A/N: This is a short story developing the future-version of the Gasman, and Max and Fang's young daughter, Aria, from the (or just before the) "Uprising" verse. "Uprising" is set 17 years into post-Apocalyptic Earth, and, the bad guys have won. Again, more of a character study, but still fun to write these two together.
Farrow Park was located almost in the center of the city, and of course, not untouched by Itexicon's innovation. The entire thing sprawled under a very clear, sparkling glass dome of segmented, blue-tinted pieces, at least four miles wide.
Getting inside was no problem - disguised as we were in thick, knee-length jackets, and on a chilly, quieter day like this. Flashed the badge, and in we were: rolling green grass and spotless, paved walkways; a sizable duck pond full of Canadian geese; assorted, multi-colored, child-infested playground equipment, picnic tables and grills - even historical pieces and landmarks that had been moved "indoors". Aria held my hand, practically bouncing with excitement - she wanted to catch the geese with the other kids, be the first one up that twisting, electric-blue slide. "Can I go, Daddy, please?"
"You know the rules."
I let her go.
Not sure if she even heard me - or cared - I watched her run off to harass the crowd of hapless, disgruntled geese, and went myself to wander amongst the more "wooded" area. Get this: you walk into the trees, a veritable forest, right? Then you look down, and they're all in lightly-colored boxes. TREES in BOXES. Like garden plants. Everything here had that surreal "Strawberry Shortcake" vibe, between all the self-floating balloons, squealing kids annoying their doting parents, this spectacle, the shade of the glass effectively blocking the brightest of the sun - plus, the steady hummm of the massive ventilation fans that kept this place 70 degrees perfect built-in to the dome...it was space-age Nick Jr.

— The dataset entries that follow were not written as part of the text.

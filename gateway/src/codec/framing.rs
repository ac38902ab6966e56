//! Per-connection byte accumulator (C1, §4.1).
//!
//! Bytes arrive in arbitrary chunks from the socket and are appended here;
//! frame decoders only ever read through the bounds-checked accessors below
//! and advance the cursor with [`FramingBuffer::drop`] once a complete frame
//! is proven available. No decoder ever consumes speculatively.

use bytes::BytesMut;

use crate::error::FrameError;

/// Default cap (§4.1): well above the largest legal AVL frame (~200 KiB).
pub const DEFAULT_CAPACITY: usize = 1024 * 1024;

pub struct FramingBuffer {
    buf: BytesMut,
    cap: usize,
}

impl FramingBuffer {
    pub fn new() -> Self {
        Self::with_capacity(DEFAULT_CAPACITY)
    }

    pub fn with_capacity(cap: usize) -> Self {
        Self {
            buf: BytesMut::with_capacity(4096),
            cap,
        }
    }

    pub fn len(&self) -> usize {
        self.buf.len()
    }

    pub fn is_empty(&self) -> bool {
        self.buf.is_empty()
    }

    /// Appends `chunk` to the buffer. Fails if the result would exceed the cap.
    pub fn append(&mut self, chunk: &[u8]) -> Result<(), FrameError> {
        if self.buf.len() + chunk.len() > self.cap {
            return Err(FrameError::BufferOverflow);
        }
        self.buf.extend_from_slice(chunk);
        Ok(())
    }

    /// Bounds-checked view of `n` bytes starting at `offset`, or `None` if
    /// not enough bytes are buffered.
    pub fn peek(&self, offset: usize, n: usize) -> Option<&[u8]> {
        self.buf.get(offset..offset + n)
    }

    pub fn read_u8(&self, offset: usize) -> Option<u8> {
        self.buf.get(offset).copied()
    }

    pub fn read_u16_be(&self, offset: usize) -> Option<u16> {
        self.peek(offset, 2)
            .map(|b| u16::from_be_bytes([b[0], b[1]]))
    }

    pub fn read_u32_be(&self, offset: usize) -> Option<u32> {
        self.peek(offset, 4)
            .map(|b| u32::from_be_bytes([b[0], b[1], b[2], b[3]]))
    }

    #[allow(dead_code)]
    pub fn read_u64_be(&self, offset: usize) -> Option<u64> {
        self.peek(offset, 8).map(|b| {
            let mut a = [0u8; 8];
            a.copy_from_slice(b);
            u64::from_be_bytes(a)
        })
    }

    /// Advances the read cursor past `n` bytes, compacting the buffer.
    pub fn drop(&mut self, n: usize) {
        let n = n.min(self.buf.len());
        let _ = self.buf.split_to(n);
    }
}

impl Default for FramingBuffer {
    fn default() -> Self {
        Self::new()
    }
}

I came out on the other side, passing other couples, mostly young and hand-in-hand, to an extension of that pond, flowing beneath a very red wooden bridge. Lush weeping willows surrounded the impossibly clear water, the vibrant scarlet of the passage, housing turtles and tadpoles and who knew what else Itexicon had put to live in there. The clouds were very white and puffy behind that dome, like ships from here. I breathed in. Unreal.
Standing on the bridge and resting on the rail, I stared out at where Aria play - hard not to miss the constant angry honking and explosions of geese everywhere - stared beyond her to where a black steam engine from the 1930's parked on the lawn like it belonged. Sigh.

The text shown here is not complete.